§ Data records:

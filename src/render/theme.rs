use crate::render::Color;

/// Fallback used when a theme has no palette entries.
pub const THEME_FALLBACK_COLOR: Color = Color::rgb(0.8, 0.8, 0.8);

const DEFAULT_PALETTE: [Color; 10] = [
    Color::rgb(1.0, 0.522, 0.2),
    Color::rgb(0.451, 0.675, 0.902),
    Color::rgb(0.51, 0.851, 0.51),
    Color::rgb(0.902, 0.451, 0.675),
    Color::rgb(0.804, 0.42, 0.929),
    Color::rgb(0.51, 0.51, 0.851),
    Color::rgb(0.753, 0.902, 0.314),
    Color::rgb(0.902, 0.675, 0.451),
    Color::rgb(0.42, 0.804, 0.929),
    Color::rgb(0.451, 0.902, 0.675),
];

/// Indexed color palette supplied by the host.
#[derive(Debug, Clone, PartialEq)]
pub struct Theme {
    palette: Vec<Color>,
}

impl Default for Theme {
    fn default() -> Self {
        Self {
            palette: DEFAULT_PALETTE.to_vec(),
        }
    }
}

impl Theme {
    #[must_use]
    pub fn new(palette: Vec<Color>) -> Self {
        Self { palette }
    }

    /// Palette entry for `index`, cycling when the index exceeds the palette.
    #[must_use]
    pub fn color(&self, index: usize) -> Color {
        if self.palette.is_empty() {
            return THEME_FALLBACK_COLOR;
        }
        self.palette[index % self.palette.len()]
    }

    #[must_use]
    pub fn palette(&self) -> &[Color] {
        &self.palette
    }
}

§ TASK DESCRIPTION:
The records above must be repeated exactly, every one of them.

§ THE ANSWER:
filename src/render/theme.rs
use crate::render::Color;

/// Fallback used when a theme has no palette entries.
pub const THEME_FALLBACK_COLOR: Color = Color::rgb(0.8, 0.8, 0.8);

const DEFAULT_PALETTE: [Color; 10] = [
    Color::rgb(1.0, 0.522, 0.2),
    Color::rgb(0.451, 0.675, 0.902),
    Color::rgb(0.51, 0.851, 0.51),
    Color::rgb(0.902, 0.451, 0.675),
    Color::rgb(0.804, 0.42, 0.929),
    Color::rgb(0.51, 0.51, 0.851),
    Color::rgb(0.753, 0.902, 0.314),
    Color::rgb(0.902, 0.675, 0.451),
    Color::rgb(0.42, 0.804, 0.929),
    Color::rgb(0.451, 0.902, 0.675),
];

/// Indexed color palette supplied by the host.
#[derive(Debug, Clone, PartialEq)]
pub struct Theme {
    palette: Vec<Color>,
}

impl Default for Theme {
    fn default() -> Self {
        Self {
            palette: DEFAULT_PALETTE.to_vec(),
        }
    }
}

impl Theme {
    #[must_use]
    pub fn new(palette: Vec<Color>) -> Self {
        Self { palette }
    }

    /// Palette entry for `index`, cycling when the index exceeds the palette.
    #[must_use]
    pub fn color(&self, index: usize) -> Color {
        if self.palette.is_empty() {
            return THEME_FALLBACK_COLOR;
        }
        self.palette[index % self.palette.len()]
    }

    #[must_use]
    pub fn palette(&self) -> &[Color] {
        &self.palette
    }
}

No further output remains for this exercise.